(Saved entries)

:::

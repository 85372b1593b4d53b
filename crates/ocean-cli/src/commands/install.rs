//! Install and upgrade commands - deploy a chart through the configured installer

use console::style;
use ocean_kube::{InstallerConfig, TracingLog};
use std::path::PathBuf;
use std::sync::Arc;
use std::time::Duration;

use super::{Component, Context, load_overrides};
use crate::error::Result;

/// Options shared by install and upgrade
pub struct DeployOptions<'a> {
    pub component: Component,
    pub release: Option<&'a str>,
    pub namespace: &'a str,
    pub values_files: &'a [PathBuf],
    pub set_values: &'a [String],
    pub bootstrap: &'a [String],
    pub timeout: Option<u64>,
    pub dry_run: bool,
    pub installer: Option<&'a str>,
}

/// Run the install command (or upgrade when `upgrade` is set)
pub async fn run(ctx: &Context, opts: DeployOptions<'_>, upgrade: bool) -> Result<()> {
    let chart = opts.component.chart(&ctx.settings).clone();
    let release = opts.release.unwrap_or(&chart.name).to_string();
    let installer_name = opts.installer.unwrap_or(&ctx.settings.installer);

    let config = InstallerConfig::new(
        &release,
        opts.namespace,
        chart.clone(),
        opts.timeout.map(Duration::from_secs),
        opts.dry_run,
    )?;
    let installer = ctx.registry.create(
        installer_name,
        config,
        Arc::new(TracingLog::new(ctx.verbosity)),
    )?;

    let overrides = load_overrides(opts.values_files, opts.set_values)?;
    let document = ctx
        .render(opts.component, overrides.as_deref(), opts.bootstrap)
        .await?;

    let verb = if upgrade { "Upgrading" } else { "Installing" };
    println!(
        "{} {} chart {} as {} in namespace {}",
        style("→").blue().bold(),
        verb,
        style(&chart.name).cyan(),
        style(&release).cyan(),
        style(opts.namespace).yellow()
    );

    if upgrade {
        installer.upgrade(&document).await?;
    } else {
        installer.install(&document).await?;
    }

    if opts.dry_run {
        println!(
            "{} Dry run - {} would be {}",
            style("✓").green().bold(),
            style(&release).cyan(),
            if upgrade { "upgraded" } else { "installed" }
        );
    } else {
        println!(
            "{} Successfully {} {}",
            style("✓").green().bold(),
            if upgrade { "upgraded" } else { "installed" },
            style(&release).cyan()
        );
    }

    Ok(())
}
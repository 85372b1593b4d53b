//! Core error types

use thiserror::Error;

#[derive(Error, Debug)]
pub enum CoreError {
    #[error("Failed to parse values YAML: {0}")]
    YamlParse(#[from] serde_yaml::Error),

    #[error("Failed to parse JSON: {0}")]
    JsonParse(#[from] serde_json::Error),

    #[error("IO error: {0}")]
    Io(#[from] std::io::Error),

    #[error("Values error: {message}")]
    Values { message: String },
}

pub type Result<T> = std::result::Result<T, CoreError>;
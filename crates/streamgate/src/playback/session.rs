//! Session identity and the state a live session owns

use std::fmt;

use super::engine::StreamingEngine;
use super::sink::SinkHandle;
use super::strategy::PlaybackStrategy;

/// Identifies one `start` of the controller.
///
/// Tokens only ever increase, so an event carrying anything other than the
/// current token belongs to an engine that has already been torn down.
#[derive(Debug, Clone, Copy, PartialEq, Eq, PartialOrd, Ord, Hash)]
pub struct SessionToken(u64);

impl fmt::Display for SessionToken {
    fn fmt(&self, f: &mut fmt::Formatter<'_>) -> fmt::Result {
        write!(f, "session-{}", self.0)
    }
}

/// Mints strictly increasing session tokens
#[derive(Debug, Default)]
pub struct SessionTokenMint {
    last: u64,
}

impl SessionTokenMint {
    pub fn mint(&mut self) -> SessionToken {
        self.last += 1;
        SessionToken(self.last)
    }
}

/// Controller lifecycle
#[derive(Debug, Clone, Copy, PartialEq, Eq)]
pub enum PlaybackState {
    Idle,
    Initializing,
    Playing,
    Recovering,
    Terminated,
}

/// The engine currently bound to a sink
pub(crate) struct StreamSession {
    pub token: SessionToken,
    pub sink: SinkHandle,
    pub engine: Box<dyn StreamingEngine>,
    pub strategy: PlaybackStrategy,
    pub media_recoveries: u32,
}
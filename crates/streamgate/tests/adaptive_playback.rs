//! Playback sessions driven by the real engines over HTTP

use axum::{
    Router,
    http::{HeaderMap, StatusCode, header},
    response::{IntoResponse, Response},
    routing::get,
};
use std::sync::Arc;
use std::time::Duration;
use tokio::sync::mpsc;

use streamgate::{
    config::Config,
    playback::{
        DefaultEngineFactory, EngineConfig, EngineEvent, ErrorCategory, EventEmitter,
        HeadlessSink, HlsEngine, MediaSink, NativeSourceEngine, PlatformCapabilities,
        PlaybackController, PlaybackError, PlaybackState, PlaybackStrategy, SessionToken,
        Settled, StreamingEngine, TaggedEvent, TerminalKind, session::SessionTokenMint,
    },
    web::{AppState, create_app},
};

const MASTER_PLAYLIST: &str = r#"#EXTM3U
#EXT-X-STREAM-INF:BANDWIDTH=800000,RESOLUTION=640x360
low/index.m3u8
#EXT-X-STREAM-INF:BANDWIDTH=2400000,RESOLUTION=1280x720
mid/index.m3u8
"#;

const MEDIA_PLAYLIST: &str = r#"#EXTM3U
#EXT-X-TARGETDURATION:6
#EXTINF:6.0,
seg0.ts
#EXT-X-ENDLIST
"#;

async fn protected(headers: HeaderMap) -> Response {
    match headers.get(header::AUTHORIZATION).and_then(|v| v.to_str().ok()) {
        Some("Bearer viewer") => MASTER_PLAYLIST.into_response(),
        _ => StatusCode::UNAUTHORIZED.into_response(),
    }
}

async fn serve(app: Router) -> String {
    let listener = tokio::net::TcpListener::bind("127.0.0.1:0").await.unwrap();
    let addr = listener.local_addr().unwrap();
    tokio::spawn(async move {
        axum::serve(listener, app).await.unwrap();
    });
    format!("http://{addr}")
}

async fn spawn_origin() -> String {
    let app = Router::new()
        .route("/vod/master.m3u8", get(|| async { MASTER_PLAYLIST }))
        .route("/vod/media.m3u8", get(|| async { MEDIA_PLAYLIST }))
        .route("/vod/not-a-playlist", get(|| async { "<html></html>" }))
        .route("/vod/protected.m3u8", get(protected))
        .route(
            "/vod/slow.m3u8",
            get(|| async {
                tokio::time::sleep(Duration::from_secs(5)).await;
                MASTER_PLAYLIST
            }),
        );
    serve(app).await
}

fn factory(token: Option<&str>) -> DefaultEngineFactory {
    DefaultEngineFactory::with_client(reqwest::Client::new(), EngineConfig::default())
        .with_bearer_token(token.map(str::to_string))
}

fn new_controller(token: Option<&str>) -> PlaybackController<DefaultEngineFactory> {
    PlaybackController::new(factory(token), PlatformCapabilities::default())
}

#[tokio::test]
async fn test_master_playlist_plays_first_variant() {
    let origin = spawn_origin().await;
    let mut controller = new_controller(None);
    let sink = Arc::new(HeadlessSink::new("player", false));

    controller.start(sink.clone(), &format!("{origin}/vod/master.m3u8"));
    assert_eq!(controller.strategy(), Some(PlaybackStrategy::Adaptive));

    assert_eq!(controller.settle().await, Settled::Playing);
    assert_eq!(
        sink.current_source(),
        Some(format!("{origin}/vod/low/index.m3u8"))
    );
}

#[tokio::test]
async fn test_media_playlist_is_assigned_as_is() {
    let origin = spawn_origin().await;
    let mut controller = new_controller(None);
    let sink = Arc::new(HeadlessSink::new("player", false));
    let source = format!("{origin}/vod/media.m3u8");

    controller.start(sink.clone(), &source);

    assert_eq!(controller.settle().await, Settled::Playing);
    assert_eq!(sink.current_source(), Some(source));
}

#[tokio::test]
async fn test_missing_manifest_reports_not_found() {
    let origin = spawn_origin().await;
    let mut controller = new_controller(None);
    let sink = Arc::new(HeadlessSink::new("player", false));

    let token = controller.start(sink.clone(), &format!("{origin}/vod/gone.m3u8"));

    let report = controller.next_report().await.unwrap();
    assert_eq!(report.token, token);
    assert_eq!(report.kind, TerminalKind::NotFound);
    assert_eq!(report.upstream_status, Some(404));
    assert_eq!(controller.state(), PlaybackState::Terminated);
    assert!(sink.current_source().is_none());
    assert!(controller.next_report().await.is_none());
}

#[tokio::test]
async fn test_unusable_body_is_a_network_failure() {
    let origin = spawn_origin().await;
    let mut controller = new_controller(None);
    let sink = Arc::new(HeadlessSink::new("player", false));

    controller.start(sink, &format!("{origin}/vod/not-a-playlist"));

    match controller.settle().await {
        Settled::Failed(report) => {
            assert_eq!(report.kind, TerminalKind::Network);
            assert_eq!(report.upstream_status, None);
        }
        other => panic!("expected failure, got {other:?}"),
    }
}

#[tokio::test]
async fn test_bearer_token_is_sent_with_manifest_requests() {
    let origin = spawn_origin().await;
    let source = format!("{origin}/vod/protected.m3u8");

    let mut anonymous = new_controller(None);
    anonymous.start(Arc::new(HeadlessSink::new("a", false)), &source);
    match anonymous.settle().await {
        Settled::Failed(report) => {
            assert_eq!(report.kind, TerminalKind::Network);
            assert_eq!(report.upstream_status, Some(401));
        }
        other => panic!("expected failure, got {other:?}"),
    }

    let mut viewer = new_controller(Some("viewer"));
    viewer.start(Arc::new(HeadlessSink::new("b", false)), &source);
    assert_eq!(viewer.settle().await, Settled::Playing);
}

#[tokio::test]
async fn test_manifest_load_timeout_is_enforced() {
    let origin = spawn_origin().await;
    let config = EngineConfig {
        manifest_loading_timeout: Duration::from_millis(200),
        ..EngineConfig::default()
    };
    let factory = DefaultEngineFactory::with_client(reqwest::Client::new(), config);
    let mut controller = PlaybackController::new(factory, PlatformCapabilities::default());

    controller.start(
        Arc::new(HeadlessSink::new("player", false)),
        &format!("{origin}/vod/slow.m3u8"),
    );

    let report = tokio::time::timeout(Duration::from_secs(3), controller.next_report())
        .await
        .unwrap()
        .unwrap();
    assert_eq!(report.kind, TerminalKind::Network);
}

#[tokio::test]
async fn test_restart_ignores_the_replaced_session() {
    let origin = spawn_origin().await;
    let mut controller = new_controller(None);
    let sink = Arc::new(HeadlessSink::new("player", false));

    controller.start(sink.clone(), &format!("{origin}/vod/gone.m3u8"));
    let current = controller.start(sink.clone(), &format!("{origin}/vod/media.m3u8"));

    assert_eq!(controller.settle().await, Settled::Playing);
    assert_eq!(controller.current_token(), Some(current));
}

#[tokio::test]
async fn test_native_sink_skips_the_adaptive_engine() {
    let mut controller = new_controller(None);
    let sink = Arc::new(HeadlessSink::new("safari", true));

    controller.start(sink.clone(), "http://127.0.0.1:9/never-fetched.m3u8");

    assert_eq!(controller.strategy(), Some(PlaybackStrategy::Native));
    assert_eq!(controller.settle().await, Settled::Playing);
    assert_eq!(
        sink.current_source().as_deref(),
        Some("http://127.0.0.1:9/never-fetched.m3u8")
    );
}

#[tokio::test]
async fn test_plays_through_the_gateway() {
    let media_service = serve(Router::new().route("/streaming", get(protected))).await;

    let mut config = Config::default();
    config.upstream.media_service_base = media_service;
    let gateway = serve(create_app(AppState::new(config).unwrap())).await;

    let sink = Arc::new(HeadlessSink::new("player", false));
    let mut controller = new_controller(Some("viewer"));
    controller.start(sink.clone(), &format!("{gateway}/stream?filmId=42"));

    assert_eq!(controller.settle().await, Settled::Playing);
    assert_eq!(
        sink.current_source(),
        Some(format!("{gateway}/low/index.m3u8"))
    );

    let mut anonymous = new_controller(None);
    anonymous.start(sink, &format!("{gateway}/stream?filmId=42"));
    match anonymous.settle().await {
        Settled::Failed(report) => assert_eq!(report.upstream_status, Some(401)),
        other => panic!("expected failure, got {other:?}"),
    }
}

fn media_error(token: SessionToken) -> TaggedEvent {
    TaggedEvent {
        token,
        event: EngineEvent::Error(PlaybackError::fatal(ErrorCategory::Media, "bufferAppendError")),
    }
}

#[tokio::test]
async fn test_media_recovery_reloads_and_resumes() {
    let origin = spawn_origin().await;
    let mut controller = new_controller(None);
    let sink = Arc::new(HeadlessSink::new("player", false));
    let variant = format!("{origin}/vod/low/index.m3u8");

    controller.start(sink.clone(), &format!("{origin}/vod/master.m3u8"));
    assert_eq!(controller.settle().await, Settled::Playing);

    // Decoder dropped its source; recovery has to put it back
    sink.release();
    let token = controller.current_token().unwrap();
    assert!(controller.handle_event(media_error(token)).is_none());
    assert_eq!(controller.state(), PlaybackState::Recovering);

    assert_eq!(controller.settle().await, Settled::Playing);
    assert_eq!(sink.current_source(), Some(variant));

    let report = controller.handle_event(media_error(token)).unwrap();
    assert_eq!(report.kind, TerminalKind::Playback);
    assert!(sink.current_source().is_none());
}

#[tokio::test]
async fn test_destroy_during_load_leaves_sink_alone() {
    let origin = spawn_origin().await;
    let (tx, mut rx) = mpsc::unbounded_channel::<TaggedEvent>();
    let token = SessionTokenMint::default().mint();
    let sink = Arc::new(HeadlessSink::new("player", false));

    let mut engine = HlsEngine::new(
        reqwest::Client::new(),
        EngineConfig::default(),
        None,
        EventEmitter::new(token, tx),
    );
    engine.attach(sink.clone());
    engine.load(&format!("{origin}/vod/slow.m3u8"));
    tokio::time::sleep(Duration::from_millis(100)).await;
    engine.destroy();

    tokio::time::sleep(Duration::from_millis(300)).await;
    assert!(sink.current_source().is_none());
    assert!(rx.try_recv().is_err());
}

#[tokio::test]
async fn test_replaced_adaptive_load_cannot_overwrite_new_source() {
    let origin = spawn_origin().await;
    let token = SessionTokenMint::default().mint();
    let sink = Arc::new(HeadlessSink::new("player", false));
    let (tx, _rx) = mpsc::unbounded_channel::<TaggedEvent>();

    let mut old = HlsEngine::new(
        reqwest::Client::new(),
        EngineConfig::default(),
        None,
        EventEmitter::new(token, tx.clone()),
    );
    old.attach(sink.clone());
    old.load(&format!("{origin}/vod/master.m3u8"));
    old.destroy();

    let mut replacement = NativeSourceEngine::new(EventEmitter::new(token, tx), false);
    replacement.attach(sink.clone());
    replacement.load("http://gw.local/replacement.m3u8");

    tokio::time::sleep(Duration::from_millis(300)).await;
    assert_eq!(
        sink.current_source().as_deref(),
        Some("http://gw.local/replacement.m3u8")
    );
}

:::

• WHAT YOU ARE ASKED TO DO
Beginning at the first line of the records, retype exactly every line up to and including the one with "pub struct DeployOptions<'a>".

• ANSWER BELOW
repository 85372b1593b4d53b
filename crates/ocean-cli/src/commands/install.rs
//! Install and upgrade commands - deploy a chart through the configured installer

use console::style;
use ocean_kube::{InstallerConfig, TracingLog};
use std::path::PathBuf;
use std::sync::Arc;
use std::time::Duration;

use super::{Component, Context, load_overrides};
use crate::error::Result;

/// Options shared by install and upgrade
pub struct DeployOptions<'a> {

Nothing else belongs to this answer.